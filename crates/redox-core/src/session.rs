//! On-disk acquisition sessions.
//!
//! A session is a timestamp-named directory holding one sub-folder per
//! channel and a `results` folder:
//!
//! ```text
//! <sessions-root>/2024-03-01_14-05-59/
//!     FAD/      cells_1.tif  cells_2.tif ...
//!     NADH/     cells_1.tif  cells_2.tif ...
//!     results/  redox_image_0_NADH_div_FAD.tif ...
//!     redox_summary.csv
//! ```
//!
//! Files are paired across channels by the last integer in their file stem.

use std::fs;
use std::path::{Path, PathBuf};
use std::sync::OnceLock;

use chrono::{Local, NaiveDateTime};
use regex::Regex;
use serde::{Deserialize, Serialize};
use tracing::{debug, info, warn};

use crate::consts::{RESULTS_DIR, SESSION_TIMESTAMP_FORMAT, SUMMARY_FILE};
use crate::error::{RedoxError, Result};
use crate::frame::Channel;

/// What to do when the two channels hold a different number of files.
#[derive(Clone, Copy, Debug, Default, PartialEq, Eq, Serialize, Deserialize)]
pub enum PairingPolicy {
    /// Refuse to run.
    #[default]
    Strict,
    /// Pair up to the shorter list and ignore the rest.
    Truncate,
}

impl std::fmt::Display for PairingPolicy {
    fn fmt(&self, f: &mut std::fmt::Formatter<'_>) -> std::fmt::Result {
        match self {
            Self::Strict => write!(f, "Strict"),
            Self::Truncate => write!(f, "Truncate"),
        }
    }
}

/// Handle to one session directory.
#[derive(Clone, Debug, PartialEq, Eq)]
pub struct Session {
    root: PathBuf,
}

/// FAD and NADH files that make up one acquisition.
#[derive(Clone, Debug, PartialEq, Eq)]
pub struct ImagePair {
    pub index: usize,
    pub fad: PathBuf,
    pub nadh: PathBuf,
}

/// A submitted session: its pairs, sorted and matched, ready for the driver.
#[derive(Clone, Debug)]
pub struct SessionPlan {
    pub session: Session,
    pub pairs: Vec<ImagePair>,
}

impl Session {
    /// Create `<sessions_root>/<timestamp>/` with its channel and results folders.
    pub fn create(sessions_root: &Path, timestamp: NaiveDateTime) -> Result<Self> {
        let root = sessions_root.join(timestamp.format(SESSION_TIMESTAMP_FORMAT).to_string());
        let session = Self { root };
        for channel in Channel::ALL {
            create_dir(&session.channel_dir(channel))?;
        }
        create_dir(&session.results_dir())?;
        info!(path = %session.root.display(), "Created session");
        Ok(session)
    }

    /// Create a session stamped with the current local time.
    pub fn create_now(sessions_root: &Path) -> Result<Self> {
        Self::create(sessions_root, Local::now().naive_local())
    }

    /// Reopen an existing session directory.
    pub fn open(path: &Path) -> Result<Self> {
        if !path.is_dir() {
            return Err(RedoxError::fs(
                path,
                std::io::Error::new(std::io::ErrorKind::NotFound, "session directory not found"),
            ));
        }
        Ok(Self {
            root: path.to_path_buf(),
        })
    }

    /// The session under `sessions_root` with the most recent timestamp name.
    pub fn latest(sessions_root: &Path) -> Result<Option<Self>> {
        let entries = fs::read_dir(sessions_root).map_err(|e| RedoxError::fs(sessions_root, e))?;
        let mut best: Option<(NaiveDateTime, PathBuf)> = None;

        for entry in entries {
            let path = entry.map_err(|e| RedoxError::fs(sessions_root, e))?.path();
            if !path.is_dir() {
                continue;
            }
            let Some(stamp) = parse_timestamp(&path) else {
                continue;
            };
            if best.as_ref().map_or(true, |(b, _)| stamp > *b) {
                best = Some((stamp, path));
            }
        }

        Ok(best.map(|(_, root)| Self { root }))
    }

    pub fn root(&self) -> &Path {
        &self.root
    }

    /// Timestamp encoded in the directory name, if it follows the convention.
    pub fn timestamp(&self) -> Option<NaiveDateTime> {
        parse_timestamp(&self.root)
    }

    pub fn channel_dir(&self, channel: Channel) -> PathBuf {
        self.root.join(channel.dir_name())
    }

    pub fn results_dir(&self) -> PathBuf {
        self.root.join(RESULTS_DIR)
    }

    pub fn summary_path(&self) -> PathBuf {
        self.root.join(SUMMARY_FILE)
    }

    /// Copy `source` into the channel folder as `<stem>_<n>.<ext>`.
    ///
    /// `n` counts the files already staged for the channel, starting at 1.
    pub fn stage_file(&self, channel: Channel, source: &Path) -> Result<PathBuf> {
        let dir = self.channel_dir(channel);
        create_dir(&dir)?;

        let stem = source
            .file_stem()
            .and_then(|s| s.to_str())
            .unwrap_or("image");
        let ext = source.extension().and_then(|e| e.to_str());

        let mut counter = self.list_files(channel)?.len() + 1;
        let destination = loop {
            let name = match ext {
                Some(ext) => format!("{stem}_{counter}.{ext}"),
                None => format!("{stem}_{counter}"),
            };
            let candidate = dir.join(name);
            if !candidate.exists() {
                break candidate;
            }
            counter += 1;
        };

        fs::copy(source, &destination).map_err(|e| RedoxError::fs(source, e))?;
        debug!(
            channel = %channel,
            from = %source.display(),
            to = %destination.display(),
            "Staged file"
        );
        Ok(destination)
    }

    /// Regular, non-hidden files of a channel folder in name order.
    pub fn list_files(&self, channel: Channel) -> Result<Vec<PathBuf>> {
        let dir = self.channel_dir(channel);
        if !dir.is_dir() {
            return Ok(Vec::new());
        }
        let mut files = Vec::new();
        for entry in fs::read_dir(&dir).map_err(|e| RedoxError::fs(&dir, e))? {
            let path = entry.map_err(|e| RedoxError::fs(&dir, e))?.path();
            let hidden = path
                .file_name()
                .and_then(|n| n.to_str())
                .is_some_and(|n| n.starts_with('.'));
            if path.is_file() && !hidden {
                files.push(path);
            }
        }
        files.sort();
        Ok(files)
    }

    /// Channel files ordered by their sequence index.
    pub fn sorted_channel(&self, channel: Channel) -> Result<Vec<PathBuf>> {
        let mut keyed = self
            .list_files(channel)?
            .into_iter()
            .map(|path| sequence_index(&path).map(|idx| (idx, path)))
            .collect::<Result<Vec<_>>>()?;
        keyed.sort_by_key(|(idx, _)| *idx);
        Ok(keyed.into_iter().map(|(_, path)| path).collect())
    }

    /// Sort and pair both channels, closing the collecting phase.
    pub fn submit(&self, policy: PairingPolicy) -> Result<SessionPlan> {
        let fad = self.sorted_channel(Channel::Fad)?;
        let nadh = self.sorted_channel(Channel::Nadh)?;

        if fad.len() != nadh.len() {
            match policy {
                PairingPolicy::Strict => {
                    return Err(RedoxError::ChannelCountMismatch {
                        fad: fad.len(),
                        nadh: nadh.len(),
                    })
                }
                PairingPolicy::Truncate => warn!(
                    fad = fad.len(),
                    nadh = nadh.len(),
                    "Channel counts differ, pairing up to the shorter list"
                ),
            }
        }

        let pairs: Vec<ImagePair> = fad
            .into_iter()
            .zip(nadh)
            .enumerate()
            .map(|(index, (fad, nadh))| ImagePair { index, fad, nadh })
            .collect();
        if pairs.is_empty() {
            return Err(RedoxError::EmptySession(self.root.clone()));
        }

        Ok(SessionPlan {
            session: self.clone(),
            pairs,
        })
    }
}

/// Last run of digits in a file stem, e.g. `cells_12_3.tif` → 3.
pub fn sequence_index(path: &Path) -> Result<u64> {
    static DIGITS: OnceLock<Regex> = OnceLock::new();
    let digits = DIGITS.get_or_init(|| Regex::new(r"\d+").expect("digit pattern is valid"));

    path.file_stem()
        .and_then(|s| s.to_str())
        .and_then(|stem| digits.find_iter(stem).last())
        .and_then(|m| m.as_str().parse().ok())
        .ok_or_else(|| RedoxError::MissingSequenceIndex(path.to_path_buf()))
}

fn parse_timestamp(path: &Path) -> Option<NaiveDateTime> {
    let name = path.file_name()?.to_str()?;
    NaiveDateTime::parse_from_str(name, SESSION_TIMESTAMP_FORMAT).ok()
}

fn create_dir(path: &Path) -> Result<()> {
    fs::create_dir_all(path).map_err(|e| RedoxError::fs(path, e))
}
========================
PROMPT: The sole response should be the count of lines in the material holding the string "Strict".

SOLUTION BELOW: 3